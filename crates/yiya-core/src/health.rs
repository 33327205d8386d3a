//! Liveness and readiness probes.
//!
//! `/healthz` only proves the process answers. `/readyz` is assembled per
//! service from the backing stores it depends on.

use std::collections::BTreeMap;
use std::fmt::Display;

use axum::Json;
use axum::http::StatusCode;
use axum::response::{IntoResponse, Response};
use serde::Serialize;

/// Handler for `GET /healthz`.
pub async fn healthz() -> StatusCode {
    StatusCode::OK
}

/// Outcome of a set of dependency checks, rendered as
/// `{"status": "healthy"|"unhealthy", "checks": {"database": "connected", ...}}`.
///
/// Responds 200 when every check passed and 503 otherwise.
#[derive(Debug, Default)]
pub struct Readiness {
    checks: BTreeMap<&'static str, Result<(), String>>,
}

#[derive(Debug, Serialize)]
struct ReadinessBody {
    status: &'static str,
    checks: BTreeMap<&'static str, String>,
}

impl Readiness {
    pub fn new() -> Self {
        Self::default()
    }

    /// Record the result of probing `name`.
    pub fn check<E: Display>(mut self, name: &'static str, result: Result<(), E>) -> Self {
        self.checks.insert(name, result.map_err(|e| e.to_string()));
        self
    }

    pub fn is_ready(&self) -> bool {
        self.checks.values().all(Result::is_ok)
    }
}

impl IntoResponse for Readiness {
    fn into_response(self) -> Response {
        let ready = self.is_ready();
        let checks = self
            .checks
            .into_iter()
            .map(|(name, result)| {
                let detail = match result {
                    Ok(()) => "connected".to_owned(),
                    Err(e) => {
                        tracing::warn!(dependency = name, error = %e, "readiness check failed");
                        format!("error: {e}")
                    }
                };
                (name, detail)
            })
            .collect();
        let (status, label) = if ready {
            (StatusCode::OK, "healthy")
        } else {
            (StatusCode::SERVICE_UNAVAILABLE, "unhealthy")
        };
        (
            status,
            Json(ReadinessBody {
                status: label,
                checks,
            }),
        )
            .into_response()
    }
}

▬▬▬▬▬▬

§ REQUIRED ACTION
Copy nothing except the lines from the one with "let ready = self.is_ready();" through the end of the records; keep each exactly as it appears, first and last included.

§ EXPECTED ANSWER
        let ready = self.is_ready();
        let checks = self
            .checks
            .into_iter()
            .map(|(name, result)| {
                let detail = match result {
                    Ok(()) => "connected".to_owned(),
                    Err(e) => {
                        tracing::warn!(dependency = name, error = %e, "readiness check failed");
                        format!("error: {e}")
                    }
                };
                (name, detail)
            })
            .collect();
        let (status, label) = if ready {
            (StatusCode::OK, "healthy")
        } else {
            (StatusCode::SERVICE_UNAVAILABLE, "unhealthy")
        };
        (
            status,
            Json(ReadinessBody {
                status: label,
                checks,
            }),
        )
            .into_response()
    }
}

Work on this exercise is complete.